Regulation of intracellular Ca2+ in breast cancer may be important in modulating cell proliferation, differentiation, apoptosis, and cytotoxicity, as well as contributing to mechanisms of action of anticancer agents. One of these agents, the steroid hormone 1,25-dihydroxyvitamin D3 [1,25(OH)2D3], is intimately involved in maintaining cellular Ca2+ homeostasis. The purpose of this study was to investigate Ca2+ regulatory pathways in breast cancer cells and to determine the role of 1,25(OH)2D3 in modulating these pathways. We examined pathways for Ca2+ entry from the extracellular space and Ca2+ mobilization from intracellular stores in the estrogen-receptor negative human breast cancer cell line BT-20. Fluorescence digital video imaging and Ca2+ indicator fura-2 were employed to measure the concentration of intracellular free Ca2+ ([Ca2+]i) and Ca2+ responses at the single-cell level.

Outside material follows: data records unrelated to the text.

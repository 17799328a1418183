use anyhow::{Context, Result};
use clap::{Parser, Subcommand};
use std::path::PathBuf;
use std::time::Duration;

use crate::auth::AutoRefreshConfig;

/// Bearer session client - login, refresh and call an API with automatic token refresh
#[derive(Parser, Debug)]
#[command(author, version, about, long_about = None)]
pub struct CliArgs {
    /// Base URL of the backend API (auth endpoints live under {base}/auth)
    #[arg(
        short = 'u',
        long,
        env = "AUTH_BASE_URL",
        default_value = "http://localhost:8000/api/v1"
    )]
    pub base_url: String,

    /// Path to the SQLite token store
    #[arg(short = 'd', long, env = "TOKEN_DB_FILE")]
    pub db_file: Option<String>,

    /// Log level (trace, debug, info, warn, error)
    #[arg(long, env = "LOG_LEVEL", default_value = "info")]
    pub log_level: String,

    /// HTTP request timeout in seconds
    #[arg(long, env = "HTTP_REQUEST_TIMEOUT", default_value = "10")]
    pub http_timeout: u64,

    #[command(subcommand)]
    pub command: Command,
}

#[derive(Subcommand, Debug, Clone, PartialEq)]
pub enum Command {
    /// Log in and store the token pair
    Login {
        #[arg(long, env = "AUTH_USERNAME")]
        username: Option<String>,
    },
    /// Show the stored session
    Status {
        /// Also ask the backend how it sees the access token
        #[arg(long)]
        remote: bool,
    },
    /// Refresh the access token now
    Refresh,
    /// Authorized GET request against a path or URL
    Get {
        path: String,
        /// Extra request header, `Name: value` (repeatable)
        #[arg(short = 'H', long = "header")]
        headers: Vec<String>,
    },
    /// Revoke and forget the session
    Logout,
    /// Keep the session alive, refreshing ahead of expiry until Ctrl+C
    Watch,
}

#[derive(Clone, Debug)]
pub struct Config {
    // Backend
    pub base_url: String,

    // Token store
    pub db_file: PathBuf,

    // HTTP client
    pub http_connect_timeout: u64,
    pub http_request_timeout: u64,
    pub http_max_retries: u32,
    /// Send `X-Refresh-Token` so the backend can rotate tokens in-band
    pub forward_refresh_token: bool,

    // Proactive refresh
    pub token_refresh_threshold: u64,
    pub token_refresh_check_interval: u64,

    // Logging
    pub log_level: String,
}

impl Config {
    /// Build configuration with priority: CLI > ENV > defaults
    ///
    /// `.env` must already be loaded so clap sees its values.
    pub fn load(args: &CliArgs) -> Result<Self> {
        let config = Config {
            base_url: args.base_url.trim_end_matches('/').to_string(),

            db_file: args
                .db_file
                .as_deref()
                .map(expand_tilde)
                .unwrap_or_else(default_db_path),

            http_connect_timeout: env_or("HTTP_CONNECT_TIMEOUT", 10)?,
            http_request_timeout: args.http_timeout,
            http_max_retries: env_or("HTTP_MAX_RETRIES", 2)?,
            forward_refresh_token: env_or("FORWARD_REFRESH_TOKEN", true)?,

            token_refresh_threshold: env_or("TOKEN_REFRESH_THRESHOLD", 300)?,
            token_refresh_check_interval: env_or("TOKEN_REFRESH_CHECK_INTERVAL", 60)?,

            log_level: args.log_level.clone(),
        };

        Ok(config)
    }

    /// Validate configuration
    pub fn validate(&self) -> Result<()> {
        let url = reqwest::Url::parse(&self.base_url)
            .with_context(|| format!("AUTH_BASE_URL is not a valid URL: {}", self.base_url))?;
        if url.scheme() != "http" && url.scheme() != "https" {
            anyhow::bail!("AUTH_BASE_URL must use http or https: {}", self.base_url);
        }
        if self.http_request_timeout == 0 || self.http_connect_timeout == 0 {
            anyhow::bail!("HTTP timeouts must be greater than zero");
        }
        if self.token_refresh_check_interval == 0 {
            anyhow::bail!("TOKEN_REFRESH_CHECK_INTERVAL must be greater than zero");
        }
        Ok(())
    }

    pub fn auto_refresh(&self) -> AutoRefreshConfig {
        AutoRefreshConfig {
            check_interval: Duration::from_secs(self.token_refresh_check_interval),
            threshold: Duration::from_secs(self.token_refresh_threshold),
        }
    }
}

/// Parse an environment variable, falling back to `default` when unset
fn env_or<T>(name: &str, default: T) -> Result<T>
where
    T: std::str::FromStr,
    T::Err: std::error::Error + Send + Sync + 'static,
{
    match std::env::var(name) {
        Ok(s) => s
            .trim()
            .parse()
            .with_context(|| format!("{} has an invalid value: {:?}", name, s)),
        Err(_) => Ok(default),
    }
}

/// Expand tilde (~) in file paths to user's home directory
fn expand_tilde(path: &str) -> PathBuf {
    if let Some(rest) = path.strip_prefix("~/") {
        if let Some(home) = dirs::home_dir() {
            return home.join(rest);
        }
    }
    PathBuf::from(path)
}

/// `<data dir>/bearer-session/tokens.sqlite3`
fn default_db_path() -> PathBuf {
    dirs::data_local_dir()
        .map(|dir| dir.join("bearer-session").join("tokens.sqlite3"))
        .unwrap_or_else(|| PathBuf::from("tokens.sqlite3"))
}

#[cfg(test)]
mod tests {
    use super::*;

    fn config_with(base_url: &str) -> Config {
        Config {
            base_url: base_url.to_string(),
            db_file: PathBuf::from("/tmp/tokens.sqlite3"),
            http_connect_timeout: 10,
            http_request_timeout: 10,
            http_max_retries: 2,
            forward_refresh_token: true,
            token_refresh_threshold: 300,
            token_refresh_check_interval: 60,
            log_level: "info".to_string(),
        }
    }

    #[test]
    fn test_expand_tilde() {
        let path = expand_tilde("~/test/file.txt");
        assert!(path.to_string_lossy().contains("test/file.txt"));
        assert!(!path.to_string_lossy().starts_with("~"));

        let path = expand_tilde("/absolute/path");
        assert_eq!(path, PathBuf::from("/absolute/path"));
    }

    #[test]
    fn test_expand_tilde_just_tilde() {
        // Just "~" without slash should not expand
        assert_eq!(expand_tilde("~"), PathBuf::from("~"));
    }

    #[test]
    fn test_default_db_path() {
        assert!(default_db_path().ends_with("tokens.sqlite3"));
    }

    #[test]
    fn test_parse_subcommands() {
        let args = CliArgs::try_parse_from([
            "bearer-session",
            "--base-url",
            "https://api.example.com/v1/",
            "-d",
            "/tmp/t.sqlite3",
            "get",
            "/cases",
        ])
        .unwrap();
        assert_eq!(
            args.command,
            Command::Get {
                path: "/cases".to_string(),
                headers: vec![]
            }
        );

        let config = Config::load(&args).unwrap();
        assert_eq!(config.base_url, "https://api.example.com/v1");
        assert_eq!(config.db_file, PathBuf::from("/tmp/t.sqlite3"));

        let args = CliArgs::try_parse_from([
            "bearer-session",
            "get",
            "/cases",
            "-H",
            "Accept: text/plain",
            "--header",
            "X-Trace: 1",
        ])
        .unwrap();
        assert_eq!(
            args.command,
            Command::Get {
                path: "/cases".to_string(),
                headers: vec!["Accept: text/plain".to_string(), "X-Trace: 1".to_string()]
            }
        );

        let args = CliArgs::try_parse_from(["bearer-session", "status", "--remote"]).unwrap();
        assert_eq!(args.command, Command::Status { remote: true });

        let args =
            CliArgs::try_parse_from(["bearer-session", "login", "--username", "admin"]).unwrap();
        assert_eq!(
            args.command,
            Command::Login {
                username: Some("admin".to_string())
            }
        );
    }

    #[test]
    fn test_subcommand_required() {
        assert!(CliArgs::try_parse_from(["bearer-session"]).is_err());
    }

    #[test]
    fn test_validate() {
        assert!(config_with("http://localhost:8000/api/v1").validate().is_ok());
        assert!(config_with("https://api.example.com").validate().is_ok());
        assert!(config_with("not a url").validate().is_err());
        assert!(config_with("ftp://example.com").validate().is_err());

        let mut config = config_with("http://localhost");
        config.token_refresh_check_interval = 0;
        assert!(config.validate().is_err());
    }

    #[test]
    fn test_auto_refresh_config() {
        let config = config_with("http://localhost");
        let auto = config.auto_refresh();
        assert_eq!(auto.check_interval, Duration::from_secs(60));
        assert_eq!(auto.threshold, Duration::from_secs(300));
    }
}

We found that BT-20 breast cancer cells expressed nonselective, voltage-insensitive Ca2+ channels (VICC), as indicated by their permeability to Mn2+, response to elevated extracellular Ca2+ with an increase in [Ca2+]i, blockage by La3+ and Ni2+, and response to K+ depolarization with a slight decrease in [Ca2+]i and Ca2+ influx. There was no evidence for voltage- dependent Ca2+ channels in BT-20 cells. Endoplasmic reticulum Ca2+ stores comprised a major intracellular Ca2+ pool, as was evident after application of a Ca2+ ionophore ionomycin in nominally Ca2+-free buffer to the cells with thapsigargin-depleted Ca2+ stores. Thapsigargin depletion of Ca2+ stores did not increase influx of extracellular Ca2+, implying no significant activation of the capacitative Ca2+ entry. 1,25(OH)2D3 did not induce a rapid rise in [Ca2+]i, yet Ca2+ influx through VICC was increased. Treatment with 1,25(OH)2D3 for 4-72 h significantly increased the percentage of cells with a markedly elevated basal [Ca2+]i. Ca2+ response of those cells to thapsigargin was attenuated. Taken together, our findings show that VICC and the thapsigargin-sensitive endoplasmic reticulum Ca2+ stores are the principal pathways for Ca2+ entry and Ca2+ mobilization in the breast cancer cell line used in this study. 1,25(OH)2D3 rapidly increases Ca2+ influx through VICC and after a chronic treatment, depletes endoplasmic reticulum Ca2+ stores. Targeting of Ca2+ signaling mediated by VICC and endoplasmic reticulum Ca2+ stores may represent a novel approach to the treatment and chemoprevention of breast cancer.